Import a Game Dataset#

[4]:
from datasets import load_dataset

dataset = load_dataset("lczerolens/tcec-boards", split="train", streaming=True)
dataset
[4]:
IterableDataset({
    features: ['gameid', 'moves', 'fen', 'label'],
    num_shards: 2
})
[5]:
from datasets import Dataset

work_ds = dataset.shuffle(seed=42).take(1_000)
work_ds = Dataset.from_generator(lambda: (yield from work_ds), features=work_ds.features)
work_ds = work_ds.train_test_split(test_size=0.2)

train_ds = work_ds["train"]
test_ds = work_ds["test"]

work_ds
[5]:
DatasetDict({
    train: Dataset({
        features: ['gameid', 'moves', 'fen', 'label'],
        num_rows: 800
    })
    test: Dataset({
        features: ['gameid', 'moves', 'fen', 'label'],
        num_rows: 200
    })
})

Create a Concept#

[6]:
from lczerolens.concepts import HasThreat
from lczerolens.data import BoardData

concept = HasThreat(piece="N", relative=True)
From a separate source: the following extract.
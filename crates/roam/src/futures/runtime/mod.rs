mod tokio;

pub use self::tokio::*;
train_boards, train_labels = BoardData.concept_collate_fn(list(train_ds), concept)
test_boards, test_labels = BoardData.concept_collate_fn(list(test_ds), concept)

print(f"Positive examples (train): {sum(train_labels)}")
print(f"Positive examples (test): {sum(test_labels)}")
Positive examples (train): 97
Positive examples (test): 27

Train Linear Probes#

[7]:
import torch
from tensordict import TensorDict

from tdhook.latent.probing import Probing, SklearnProbeManager
from sklearn.linear_model import LogisticRegression

probe_manager = SklearnProbeManager(LogisticRegression, {"max_iter": 1000}, lambda x, y: concept.compute_metrics(x, y))

with Probing("block\d/conv2/relu", probe_manager.probe_factory, additional_keys=["labels", "step_type"]).prepare(
    maia_1100
) as hooked_module:
    with torch.no_grad():
        train_inputs = TensorDict(
            {
                "board": maia_1100.prepare_boards(*train_boards),
                "labels": torch.tensor(train_labels),
                "step_type": "fit",
            },
            batch_size=len(train_boards),
        )
        hooked_module(train_inputs)

        test_inputs = TensorDict(
            {
                "board": maia_1100.prepare_boards(*test_boards),
                "labels": torch.tensor(test_labels),
                "step_type": "predict",
            },
            batch_size=len(test_boards),
        )
        hooked_module(test_inputs)
        maia_1100_metrics = probe_manager.predict_metrics

probe_manager.reset_probes()
probe_manager.reset_metrics()

with Probing("block\d/conv2/relu", probe_manager.probe_factory, additional_keys=["labels", "step_type"]).prepare(
    maia_1900
) as hooked_module:
    with torch.no_grad():
        train_inputs = TensorDict(
            {
                "board": maia_1900.prepare_boards(*train_boards),
                "labels": torch.tensor(train_labels),
                "step_type": "fit",
            },
            batch_size=len(train_boards),
        )
        hooked_module(train_inputs)

        test_inputs = TensorDict(
            {
                "board": maia_1900.prepare_boards(*test_boards),
                "labels": torch.tensor(test_labels),
                "step_type": "predict",
            },
            batch_size=len(test_boards),
        )
        hooked_module(test_inputs)
        maia_1900_metrics = probe_manager.predict_metrics

Render the Results#

[8]:
import re
import matplotlib.pyplot as plt


# --------------------------------------------------
def get_layer_number(key: str) -> int:
    return int(re.search(r"block(\d+)/conv2/relu", key).group(1))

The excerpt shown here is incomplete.